A story following horny teenagers who finally figure out how to channel their desires through safe methods of physical intimacy.
Netflix shows have a penchant for being explicit and Sex Education definitely falls on that spectrum, however, the only reason it moves away from the trope is that it is extremely wholesome at heart. This season we see the repercussions of Isaac (George Robinson) deleting the voicemail from the finale of last season, and how that affects Maeve (Emma Mackey) and Otis (Asa Butterfield). Our protagonist has gotten together with Ruby (Mimi Keene) at the Halloween party. Meanwhile, Eric (Ncuti Gatwa) and Adam (Connor Swindells) have been exploring their relationship as a queer couple and how it affects their families. Additionally, we see Prinicipal Groff (Alistair Petrie) getting kicked out of his home, fired from the school and stuck living alone in an apartment he can now barely afford.
In all of this Jean Milburn (Gillian Anderson) is coming to terms with the fact that her son was giving sex therapy at Moordale high school for money. She is disappointed in him and was hoping he could do better than that. Happy that he was helping people, it didn’t help that he was doing it for money. And now, the school was about to get even worse for the students as a new Principal makes an appearance, Hope Hadden (Jemima Kirke). Running a tight ship, she decides to introduce uniforms and systematically tries to control the behaviors of students in the school. Hope has one student in particular under the microscope and that is Cal Bowman (Dua Saleh), who is assumed to be a woman and is forced to wear a skirt even though they don’t want to. They show up to school wearing a too-loose shirt and pants which Hope sees as an insult to her authority.

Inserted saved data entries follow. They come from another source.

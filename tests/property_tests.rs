//! Property tests for page and payload construction

use graph_site::core::models::GraphModel;
use graph_site::core::site::output::MemoryOutput;
use graph_site::core::site::{
    node_page_file, IndexPageBuilder, NodePageBuilder, SiteAssembler, VisualizationDataBuilder,
};
use proptest::prelude::*;

/// Adjacency lists over a small id range so that self-loops, duplicates and
/// dangling references all show up
fn arb_graph() -> impl Strategy<Value = GraphModel<u16>> {
    prop::collection::vec(
        (0_u16..40, prop::collection::vec(0_u16..50, 0..6)),
        0..20,
    )
    .prop_map(|entries| entries.into_iter().collect::<GraphModel<u16>>())
}

proptest! {
    #[test]
    fn prop_one_link_per_neighbor(graph in arb_graph()) {
        for (node, neighbors) in graph.iter() {
            let page = NodePageBuilder::build(node, neighbors);
            let expected: Vec<String> = neighbors.iter().map(ToString::to_string).collect();
            prop_assert_eq!(page.targets(), expected);
        }
    }

    #[test]
    fn prop_payload_matches_graph(graph in arb_graph()) {
        let payload = VisualizationDataBuilder::build(&graph);

        prop_assert_eq!(payload.nodes.len(), graph.node_count());
        prop_assert_eq!(payload.links.len(), graph.edge_count());

        let node_ids: Vec<String> = graph.nodes().map(ToString::to_string).collect();
        let payload_ids: Vec<String> = payload.nodes.iter().map(|n| n.id.clone()).collect();
        prop_assert_eq!(payload_ids, node_ids);

        let expected: Vec<(String, String)> = graph
            .iter()
            .flat_map(|(node, neighbors)| {
                neighbors.iter().map(move |n| (node.to_string(), n.to_string()))
            })
            .collect();
        let links: Vec<(String, String)> = payload
            .links
            .iter()
            .map(|l| (l.source.clone(), l.target.clone()))
            .collect();
        prop_assert_eq!(links, expected);
    }

    #[test]
    fn prop_index_preserves_starting_order(starting in prop::collection::vec(0_u16..100, 0..12)) {
        let page = IndexPageBuilder::default().build(&starting);
        let expected: Vec<String> = starting.iter().map(ToString::to_string).collect();
        prop_assert_eq!(page.targets(), expected);
    }

    #[test]
    fn prop_one_page_per_key(graph in arb_graph(), starting in prop::collection::vec(0_u16..50, 0..5)) {
        let mut output = MemoryOutput::new();
        let report = SiteAssembler::default()
            .generate(&graph, &starting, &mut output)
            .unwrap();

        prop_assert_eq!(report.files.len(), graph.node_count() + 3);
        prop_assert_eq!(output.files().len(), graph.node_count() + 3);
        for node in graph.nodes() {
            prop_assert!(output.get(&node_page_file(&node.to_string())).is_some());
        }
    }
}
//! Shared library for `graph-site`
//! Turns a directed graph into a static, cross-linked website: one page per
//! node, a landing page of starting nodes, and a force-directed visualization.

pub mod config;
pub mod core;
pub mod logger;

pub use core::get_version;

In the end, the school students collectively decide on their annual day to bring attention to sexual health and use the platform as a way to spread awareness about sex, boundaries, consent, sexuality, gender identity, etc. A great way to use an institution of education for good. While initially their reputation was dubbed as a ‘sex school’ derogatorily, the students had reclaimed the term to talk about openness in addressing sexuality and teaching young adults more about their own bodies.
Their lives in the sex school, however, are not this chill and great either. On a school trip to France, Maeve admits to Otis that she was interested in him romantically too. The fact that Isaac had deleted Otis’ message completely shifted their dynamic, but now that they know the full truth, it seems that they are coming together as a couple. The same thing doesn’t happen with Eric who when in Nigeria made out with someone else. Telling Adam about the same, the duo breaks up, with Eric saying that while he does love Adam, he is already there in his evolution as a person, meanwhile, Adam has to figure out how his sexuality manifests itself. Being in a relationship with only one person and having that provide all the information about your identity makes it unhealthy.

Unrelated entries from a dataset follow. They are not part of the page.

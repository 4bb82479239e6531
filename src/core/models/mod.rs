//! Data models for `graph-site`

pub mod graph;

pub use graph::{GraphModel, NodeKey};
//! Static site generation for directed graphs
//!
//! Pure builders turn a [`GraphModel`](crate::core::models::GraphModel) into page
//! descriptors and a visualization payload; the [`SiteAssembler`] renders them
//! through the page templates and hands the documents to a [`SiteOutput`].

pub mod assembler;
pub mod index_page;
pub mod node_page;
pub mod output;
pub mod render;
pub mod theme;
pub mod visualization;

use crate::core::models::NodeKey;

pub use assembler::{GenerationReport, SiteAssembler, SiteOptions};
pub use index_page::IndexPageBuilder;
pub use node_page::NodePageBuilder;
pub use output::{DirectoryOutput, MemoryOutput, SiteOutput};
pub use render::SiteRenderer;
pub use theme::{Stylesheet, Theme, VisualizationSettings};
pub use visualization::{VisualizationDataBuilder, VisualizationPayload};

/// File name of the shared stylesheet
pub const STYLESHEET_FILE: &str = "styles.css";
/// File name of the landing page
pub const INDEX_FILE: &str = "index.html";
/// File name of the visualization page
pub const VISUALIZATION_FILE: &str = "viz.html";

/// File name of the page for the node with the given canonical id
#[must_use]
pub fn node_page_file(canonical_id: &str) -> String {
    format!("node_{canonical_id}.html")
}

/// One link on a page: the node it points at and the text shown for it
#[derive(Debug, Clone, PartialEq, Eq)]
pub struct PageLink {
    /// Canonical id of the target node
    pub target: String,
    /// Link label
    pub text: String,
}

impl PageLink {
    /// Link to a node, labelled with its canonical id
    #[must_use]
    pub fn to_node<N: NodeKey>(node: &N) -> Self {
        let canonical = node.canonical();
        Self {
            text: canonical.clone(),
            target: canonical,
        }
    }

    /// Relative href of the target node's page
    #[must_use]
    pub fn href(&self) -> String {
        node_page_file(&self.target)
    }
}

/// Everything needed to render one page, independent of markup
#[derive(Debug, Clone, PartialEq, Eq)]
pub struct PageDescriptor {
    /// Document title
    pub title: String,
    /// Main heading value
    pub heading: String,
    /// Links in display order
    pub links: Vec<PageLink>,
}

impl PageDescriptor {
    /// Link targets in display order
    #[must_use]
    pub fn targets(&self) -> Vec<&str> {
        self.links.iter().map(|link| link.target.as_str()).collect()
    }
}

#[cfg(test)]
mod tests {
    use super::*;

    #[test]
    fn test_node_page_file() {
        assert_eq!(node_page_file("34"), "node_34.html");
        assert_eq!(node_page_file("alpha"), "node_alpha.html");
    }

    #[test]
    fn test_link_to_node_uses_canonical_form() {
        let link = PageLink::to_node(&7_u32);
        assert_eq!(link.target, "7");
        assert_eq!(link.text, "7");
        assert_eq!(link.href(), "node_7.html");
    }
}
//! Landing page descriptor

use crate::core::models::NodeKey;
use crate::core::site::{PageDescriptor, PageLink};

/// Default landing page title
pub const DEFAULT_TITLE: &str = "Graph Explorer";

/// Builds the landing page listing the starting nodes
///
/// Works from the starting-node list alone: ids are linked whether or not the
/// graph has a page for them.
#[derive(Debug, Clone)]
pub struct IndexPageBuilder {
    title: String,
}

impl IndexPageBuilder {
    /// Create a builder using `title` for the page title and heading
    #[must_use]
    pub fn new(title: impl Into<String>) -> Self {
        Self {
            title: title.into(),
        }
    }

    /// Build the descriptor, one link per starting node in input order
    #[must_use]
    pub fn build<N: NodeKey>(&self, starting_nodes: &[N]) -> PageDescriptor {
        PageDescriptor {
            title: self.title.clone(),
            heading: self.title.clone(),
            links: starting_nodes.iter().map(PageLink::to_node).collect(),
        }
    }
}

impl Default for IndexPageBuilder {
    fn default() -> Self {
        Self::new(DEFAULT_TITLE)
    }
}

Finally Jean gets another jolt into reality when she finds out that she’s pregnant but not with Jakob’s (Mikael Persbrandt) child. It is quite possible that Jakob and her may make it work together, but it would be interesting to see what he thought of the child. One of the best parts of this season of Sex Education was the fact that Jackson Marchetti (Kedar Williams-Stirling) had a crush on Cal but he wasn’t queer himself. So when he was attracted to them, he needed to think whether that was about actually seeing Cal as non-binary or was he still seeing them as a woman. Even though he’s not queer, they would be in a queer relationship and that may be hard for some cis-gender heterosexual people to think about.
In this season, we also see Maeve given an opportunity that would change her life and it would be unforgivable if she didn’t take it. Having just sorted everything out with Otis, this feels like a step back for the characters and with many cast members not coming back, the show seemed to have lost its appeal for a while. However, out of the darkness, Dan Levy joins the cast as a professor to Maeve at her course in America. It would be interesting to see how the character functions in a place riddled with culture shocks and new strangers.
All current seasons of Sex Education are currently streaming on Netflix.